The family is not a primitive holding tank for patriarchy. It is the smallest, freest unit of self-government. Break it, and you do not get paradise. You get lonely elders, overrun systems, and a horizon with fewer little feet.

Where Hollywood fits

Hollywood can keep making boss babe flicks and cute fatherless musicals. Free country. But it should not be surprised that many of us will stop paying for sermons that treat fathers like malware and motherhood like weakness. Call it what it is. A narrative that lines up very neatly with a long paper trail that treats the family as a rival to power. The Fed is like a carnival barker with a money printer, and Hollywood is the house band. The song is catchy. The bill is coming.

Receipts, not vibes

• Communist texts target the bourgeois family and imagine its abolition with the end of private property. Early communists turned that into secular marriage, easy divorce, abortion legalization in 1920, and a push to socialize housework through party organs like the Zhenotdel. (Marxists Internet Archive )

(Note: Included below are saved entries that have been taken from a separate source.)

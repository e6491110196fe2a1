// MBR and GPT partition table parsing, just enough to locate volumes

use crate::detection::{read_at, SECTOR_SIZE};
use byteorder::{ByteOrder, LittleEndian};
use std::io::{self, Read, Seek};

const MBR_TABLE_OFFSET: usize = 446;
const MBR_ENTRY_SIZE: usize = 16;
const GPT_PROTECTIVE_TYPE: u8 = 0xEE;
const GPT_SIGNATURE: &[u8; 8] = b"EFI PART";

/// Upper bound on GPT entries examined; the standard table holds 128.
const MAX_GPT_ENTRIES: u32 = 128;
const MIN_GPT_ENTRY_SIZE: usize = 128;
const MAX_GPT_ENTRY_SIZE: usize = 4096;

#[derive(Debug, Clone, Copy, PartialEq, Eq)]
pub enum TableKind {
    Mbr,
    Gpt,
}

/// A partition's location in bytes from the start of the image.
#[derive(Debug, Clone, Copy, PartialEq, Eq)]
pub struct PartitionEntry {
    pub index: usize,
    pub start: u64,
    pub length: u64,
}

#[derive(Debug, Clone, PartialEq, Eq)]
pub struct PartitionTable {
    pub kind: TableKind,
    pub partitions: Vec<PartitionEntry>,
}

/// Parse the partition table at the start of the image, if any.
pub fn read_partition_table<R: Read + Seek>(reader: &mut R) -> io::Result<Option<PartitionTable>> {
    let mbr = read_at(reader, 0, SECTOR_SIZE)?;
    if mbr.len() < SECTOR_SIZE || mbr[510] != 0x55 || mbr[511] != 0xAA {
        return Ok(None);
    }

    let mut partitions = Vec::new();
    let mut protective = false;
    for i in 0..4 {
        let entry = &mbr[MBR_TABLE_OFFSET + i * MBR_ENTRY_SIZE..MBR_TABLE_OFFSET + (i + 1) * MBR_ENTRY_SIZE];
        let partition_type = entry[4];
        if partition_type == 0 {
            continue;
        }
        if partition_type == GPT_PROTECTIVE_TYPE {
            protective = true;
            continue;
        }
        let first_lba = LittleEndian::read_u32(&entry[8..12]) as u64;
        let sectors = LittleEndian::read_u32(&entry[12..16]) as u64;
        if first_lba == 0 || sectors == 0 {
            continue;
        }
        partitions.push(PartitionEntry {
            index: i + 1,
            start: first_lba * SECTOR_SIZE as u64,
            length: sectors * SECTOR_SIZE as u64,
        });
    }

    if protective {
        return read_gpt(reader);
    }
    if partitions.is_empty() {
        return Ok(None);
    }
    log::debug!("MBR with {} partitions", partitions.len());
    Ok(Some(PartitionTable {
        kind: TableKind::Mbr,
        partitions,
    }))
}

fn read_gpt<R: Read + Seek>(reader: &mut R) -> io::Result<Option<PartitionTable>> {
    let header = read_at(reader, SECTOR_SIZE as u64, SECTOR_SIZE)?;
    if header.len() < 92 || &header[0..8] != GPT_SIGNATURE {
        log::debug!("protective MBR without a GPT header");
        return Ok(None);
    }
    if !gpt_header_crc_valid(&header) {
        log::warn!("GPT header CRC mismatch, ignoring partition table");
        return Ok(None);
    }

    let entries_lba = LittleEndian::read_u64(&header[72..80]);
    let entry_count = LittleEndian::read_u32(&header[80..84]).min(MAX_GPT_ENTRIES) as usize;
    let entry_size = LittleEndian::read_u32(&header[84..88]) as usize;
    if !(MIN_GPT_ENTRY_SIZE..=MAX_GPT_ENTRY_SIZE).contains(&entry_size) || entry_size % 8 != 0 {
        log::warn!("GPT entry size {} out of range", entry_size);
        return Ok(None);
    }
    let table_offset = entries_lba
        .checked_mul(SECTOR_SIZE as u64)
        .filter(|&offset| offset <= i64::MAX as u64);
    let Some(table_offset) = table_offset else {
        log::warn!("GPT entry array LBA {} out of range", entries_lba);
        return Ok(None);
    };

    // entry_count <= 128 and entry_size <= 4096 bound this read to 512 KiB
    let table = read_at(reader, table_offset, entry_count * entry_size)?;

    let mut partitions = Vec::new();
    for (i, entry) in table.chunks_exact(entry_size).enumerate() {
        // unused entries have an all-zero type GUID
        if entry[0..16].iter().all(|&b| b == 0) {
            continue;
        }
        let first_lba = LittleEndian::read_u64(&entry[32..40]);
        let last_lba = LittleEndian::read_u64(&entry[40..48]);
        match gpt_extent(first_lba, last_lba) {
            Some((start, length)) => partitions.push(PartitionEntry {
                index: i + 1,
                start,
                length,
            }),
            None => log::debug!("skipping GPT entry {} with LBA range {}..={}", i + 1, first_lba, last_lba),
        }
    }

    log::debug!("GPT with {} partitions", partitions.len());
    Ok(Some(PartitionTable {
        kind: TableKind::Gpt,
        partitions,
    }))
}

/// Byte start and length of an inclusive LBA range, `None` when the range is
/// inverted or does not fit in `u64` bytes.
fn gpt_extent(first_lba: u64, last_lba: u64) -> Option<(u64, u64)> {
    let sectors = last_lba.checked_sub(first_lba)?.checked_add(1)?;
    let start = first_lba.checked_mul(SECTOR_SIZE as u64)?;
    let length = sectors.checked_mul(SECTOR_SIZE as u64)?;
    start.checked_add(length)?;
    Some((start, length))
}

/// CRC32 over the header with its own CRC field zeroed.
fn gpt_header_crc_valid(header: &[u8]) -> bool {
    let size = LittleEndian::read_u32(&header[12..16]) as usize;
    if !(92..=header.len()).contains(&size) {
        return false;
    }
    let stored = LittleEndian::read_u32(&header[16..20]);
    let mut copy = header[..size].to_vec();
    copy[16..20].fill(0);
    crc32fast::hash(&copy) == stored
}

#[cfg(test)]
mod tests {
    use super::*;
    use byteorder::WriteBytesExt;
    use std::io::Cursor;

    fn mbr_with(partition_type: u8, first_lba: u32, sectors: u32) -> Vec<u8> {
        let mut image = vec![0u8; 4096];
        let entry = MBR_TABLE_OFFSET;
        image[entry + 4] = partition_type;
        LittleEndian::write_u32(&mut image[entry + 8..entry + 12], first_lba);
        LittleEndian::write_u32(&mut image[entry + 12..entry + 16], sectors);
        image[510] = 0x55;
        image[511] = 0xAA;
        image
    }

    #[test]
    fn test_mbr_first_partition() {
        let image = mbr_with(0x83, 2048, 4096);
        let table = read_partition_table(&mut Cursor::new(image)).unwrap().unwrap();
        assert_eq!(table.kind, TableKind::Mbr);
        assert_eq!(
            table.partitions,
            vec![PartitionEntry { index: 1, start: 2048 * 512, length: 4096 * 512 }]
        );
    }

    #[test]
    fn test_no_signature_no_table() {
        let image = vec![0u8; 4096];
        assert!(read_partition_table(&mut Cursor::new(image)).unwrap().is_none());
    }

    fn gpt_image(entries_lba: u64, entry_count: u32, entry_size: u32) -> Vec<u8> {
        let mut image = mbr_with(GPT_PROTECTIVE_TYPE, 1, 100);

        let mut header = vec![0u8; 92];
        header[0..8].copy_from_slice(GPT_SIGNATURE);
        LittleEndian::write_u32(&mut header[12..16], 92);
        LittleEndian::write_u64(&mut header[72..80], entries_lba);
        LittleEndian::write_u32(&mut header[80..84], entry_count);
        LittleEndian::write_u32(&mut header[84..88], entry_size);
        let crc = crc32fast::hash(&header);
        (&mut header[16..20]).write_u32::<LittleEndian>(crc).unwrap();
        image[512..512 + 92].copy_from_slice(&header);
        image
    }

    fn write_gpt_entry(image: &mut [u8], offset: usize, first_lba: u64, last_lba: u64) {
        image[offset] = 0xAF; // non-zero type GUID
        LittleEndian::write_u64(&mut image[offset + 32..offset + 40], first_lba);
        LittleEndian::write_u64(&mut image[offset + 40..offset + 48], last_lba);
    }

    #[test]
    fn test_gpt_entries() {
        let mut image = gpt_image(2, 4, 128);
        write_gpt_entry(&mut image, 2 * 512, 6, 7);

        let table = read_partition_table(&mut Cursor::new(image.clone())).unwrap().unwrap();
        assert_eq!(table.kind, TableKind::Gpt);
        assert_eq!(table.partitions.len(), 1);
        assert_eq!(table.partitions[0].start, 6 * 512);
        assert_eq!(table.partitions[0].length, 2 * 512);

        image[512 + 40] ^= 0xFF;
        assert!(read_partition_table(&mut Cursor::new(image)).unwrap().is_none());
    }

    #[test]
    fn test_gpt_entry_size_out_of_range() {
        for entry_size in [u32::MAX, 8192, 64, 132] {
            let image = gpt_image(2, 4, entry_size);
            assert!(
                read_partition_table(&mut Cursor::new(image)).unwrap().is_none(),
                "entry size {}",
                entry_size
            );
        }
    }

    #[test]
    fn test_gpt_huge_entry_count_is_capped() {
        let mut image = gpt_image(2, u32::MAX, 4096);
        image.resize(2 * 512 + 4096, 0);
        write_gpt_entry(&mut image, 2 * 512, 6, 7);
        let table = read_partition_table(&mut Cursor::new(image)).unwrap().unwrap();
        assert_eq!(table.partitions.len(), 1);
    }

    #[test]
    fn test_gpt_entry_array_lba_overflow() {
        let image = gpt_image(u64::MAX / 4, 4, 128);
        assert!(read_partition_table(&mut Cursor::new(image)).unwrap().is_none());
    }

    #[test]
    fn test_gpt_entry_array_beyond_image() {
        let image = gpt_image(1 << 40, 4, 128);
        let table = read_partition_table(&mut Cursor::new(image)).unwrap().unwrap();
        assert!(table.partitions.is_empty());
    }

    #[test]
    fn test_gpt_overflowing_entries_are_skipped() {
        let mut image = gpt_image(2, 4, 128);
        write_gpt_entry(&mut image, 2 * 512, 6, u64::MAX);
        write_gpt_entry(&mut image, 2 * 512 + 128, u64::MAX / 2, u64::MAX / 2);
        write_gpt_entry(&mut image, 2 * 512 + 256, 9, 8);
        write_gpt_entry(&mut image, 2 * 512 + 384, 6, 7);

        let table = read_partition_table(&mut Cursor::new(image)).unwrap().unwrap();
        assert_eq!(
            table.partitions,
            vec![PartitionEntry { index: 4, start: 6 * 512, length: 2 * 512 }]
        );
    }
}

• Second-wave theory mainstreamed the idea that private life is political. Kate Millett’s “Sexual Politics” is exhibit A, and she worked in NOW’s education arm, though she was not a founder. Mallory Millett’s infamous meeting “litany” is a single-source recollection that aligns with the broader theory but is not an official NOW document. (Encyclopedia Britannica)

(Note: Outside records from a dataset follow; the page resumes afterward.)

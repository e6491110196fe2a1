//! Average compression ratio across external general-purpose compressors.
//!
//! Each compressor reads the input on stdin; the compressed stream on stdout
//! is counted and discarded. Missing or failing compressors disable the test
//! instead of failing the run.

use crate::block::open_input;
use crate::config::CompressorSpec;
use crate::stats::{Comparison, TestKind, TestResult};
use crate::EncScanError;
use serde::{Deserialize, Serialize};
use std::path::Path;
use std::process::{Command, Stdio};

#[derive(Debug, Clone, PartialEq, Serialize, Deserialize)]
pub struct CompressorRatio {
    pub name: String,
    pub compressed_bytes: u64,
    pub ratio: f64,
}

#[derive(Debug, Clone, PartialEq, Serialize, Deserialize)]
pub struct CompressionOutcome {
    pub original_bytes: u64,
    pub ratios: Vec<CompressorRatio>,
    /// Arithmetic mean of the ratios, 0 when the test was disabled.
    pub mean: f64,
    /// Why the test was disabled, if it was.
    pub unavailable: Option<String>,
}

impl CompressionOutcome {
    fn disabled(original_bytes: u64, reason: String) -> Self {
        Self {
            original_bytes,
            ratios: Vec::new(),
            mean: 0.0,
            unavailable: Some(reason),
        }
    }

    pub fn is_available(&self) -> bool {
        self.unavailable.is_none()
    }

    pub fn to_result(&self, threshold: f64) -> TestResult {
        match &self.unavailable {
            Some(reason) => TestResult::disabled(
                TestKind::Compression,
                threshold,
                Comparison::AtMost,
                reason.clone(),
            ),
            None => TestResult::compared(
                TestKind::Compression,
                self.mean,
                threshold,
                Comparison::AtMost,
            ),
        }
    }
}

pub struct CompressionTest {
    compressors: Vec<CompressorSpec>,
}

impl CompressionTest {
    pub fn new(compressors: Vec<CompressorSpec>) -> Self {
        Self { compressors }
    }

    /// Every configured compressor must resolve on the PATH.
    pub fn check_availability(&self) -> Result<(), EncScanError> {
        for spec in &self.compressors {
            which::which(&spec.program).map_err(|_| {
                EncScanError::ToolUnavailable(format!("{} not found in PATH", spec.program))
            })?;
        }
        Ok(())
    }

    pub fn run(&self, path: &Path) -> Result<CompressionOutcome, EncScanError> {
        let (_, original_bytes) = open_input(path)?;
        if original_bytes == 0 {
            return Err(EncScanError::UndefinedStatistic(
                "compression ratio of an empty input".to_string(),
            ));
        }

        if let Err(e) = self.check_availability() {
            tracing::warn!("compression test disabled: {}", e);
            return Ok(CompressionOutcome::disabled(original_bytes, e.to_string()));
        }

        let mut ratios = Vec::with_capacity(self.compressors.len());
        for spec in &self.compressors {
            match compressed_size(spec, path) {
                Ok(compressed_bytes) => {
                    let ratio = original_bytes as f64 / compressed_bytes as f64;
                    tracing::debug!("{}: {} -> {} bytes ({:.4})", spec.name, original_bytes, compressed_bytes, ratio);
                    ratios.push(CompressorRatio {
                        name: spec.name.clone(),
                        compressed_bytes,
                        ratio,
                    });
                }
                Err(e @ EncScanError::InputUnreadable { .. }) => return Err(e),
                Err(e) => {
                    tracing::warn!("compression test disabled: {}", e);
                    return Ok(CompressionOutcome::disabled(original_bytes, e.to_string()));
                }
            }
        }

        let mean = ratios.iter().map(|r| r.ratio).sum::<f64>() / ratios.len() as f64;
        Ok(CompressionOutcome {
            original_bytes,
            ratios,
            mean,
            unavailable: None,
        })
    }
}

/// Pipe the file through one compressor and count its output bytes.
pub fn compressed_size(spec: &CompressorSpec, path: &Path) -> Result<u64, EncScanError> {
    let (input, _) = open_input(path)?;
    let mut child = Command::new(&spec.program)
        .args(&spec.args)
        .stdin(Stdio::from(input))
        .stdout(Stdio::piped())
        .stderr(Stdio::null())
        .spawn()
        .map_err(|e| EncScanError::ToolUnavailable(format!("failed to run {}: {}", spec.program, e)))?;

    let counted = match child.stdout.take() {
        Some(mut stdout) => std::io::copy(&mut stdout, &mut std::io::sink()),
        None => Ok(0),
    };
    let status = child.wait()?;
    let compressed = counted?;

    if !status.success() {
        return Err(EncScanError::External(format!(
            "{} exited with {}",
            spec.program, status
        )));
    }
    if compressed == 0 {
        return Err(EncScanError::External(format!(
            "{} produced no output",
            spec.program
        )));
    }
    Ok(compressed)
}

• Pop culture reflects and pushes the script. “Mamma Mia” is the glossy template that treats fatherhood as optional and chosen family as superior to blood. Industry advocates now openly campaign to “rewrite motherhood” on screen. (Rotten Tomatoes)

• The demographic facts are not friendly. Fertility in the U.S. sits around 1.60 to 1.62. Many rich countries have fallen under 1.4. Aging is speeding up, and the care load is shifting to fewer adult children and a tired informal network. (NCBI)

If you want a healthy society, you do not mock the people who make it. You honor mothers. You expect fathers to show up. You build families that can carry weight. Because when family fails, the state grows. And that trade never pays.